APP levels are dysregulated in advanced AD brain specimens. A, Western blot analysis of APP and α-tubulin levels in control (A), early (stage I/II) (B), definite (stage III/IV) (C), and severe (stage V/VI) (D) AD brain specimens. B, densitometric analysis of APP levels normalized to α-tubulin levels demonstrated that APP levels were significantly elevated in definite (Braak stages III/IV) AD specimens (*, p = 0.041 by post hoc Tukey's HSD test; n = 5). C, densitometric analysis also revealed that APP levels were significantly increased in specimens with neocortical NFT pathology (Braak stages III–VI) as compared with specimens lacking neocortical NFT pathology (control and stages I/II) (†, p = 0.048 by Student's t test; n = 10). Error bars, S.E.

FIGURE 8.

miR-153 levels are dysregulated in advanced AD brain specimens. miR-153 levels were quantified by RT-qPCR analysis. In A and B, relative expression levels were normalized to the geometric mean of four endogenous controls: RNU6B, RNU48, RNU49, and miR-16. In C and D, expression levels were quantified in absolute terms as miRNA copy counts/15 pg of total RNA using standard curves prepared from serial dilutions of miRNA oligonucleotide standards with known concentrations. In A and C, expression levels were compared across control and Braak stage I/II, III/IV, and V/VI specimens. In B and D, expression levels were compared across two supergroups either with neocortical NFT pathology (Braak stages III/VI) or without neocortical NFT (control and Braak stages I/II). A, miR-153 levels were lowest in Braak stages III/IV and stages V/VI, but no statistical difference was observed between groups (ANOVA, p = 0.215).
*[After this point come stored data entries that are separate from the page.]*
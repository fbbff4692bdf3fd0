//! fieldfill CLI library.
//!
//! Types and command handlers behind the `fieldfill` binary. The binary
//! parses arguments, installs tracing and calls [`run`].

pub mod cli;
pub mod commands;
pub mod config;
pub mod context;
pub mod error;
pub mod output;

use cli::{Cli, Commands};

/// Dispatch a parsed [`Cli`] to the appropriate command handler.
pub async fn run(cli: Cli) -> error::CliResult<()> {
    let config_path = cli.config.as_deref();

    match cli.command {
        Commands::Init { force } => commands::init::run(force),

        Commands::Scan {
            table,
            show,
            format,
        } => commands::scan::run(&table, show, format, config_path).await,

        Commands::Run { table, run, format } => {
            commands::run::run(&table, &run, format, config_path, cli.quiet).await
        }
    }
}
B, miR-153 levels were significantly decreased in AD specimens with neocortical NFT (Braak stages III–VI) as compared with specimens lacking neocortical NFT (control, stages I/II) (*, p = 0.024 by Student's t test). C, miR-153 levels were lowest in Braak stages III/IV and stages V/VI, but no statistical difference was observed between groups (ANOVA, p = 0.420). D, as in B, miR-153 levels were significantly decreased in AD specimens with neocortical NFT as compared with specimens without (*, p = 0.035 by Student's t test). Error bars, S.E.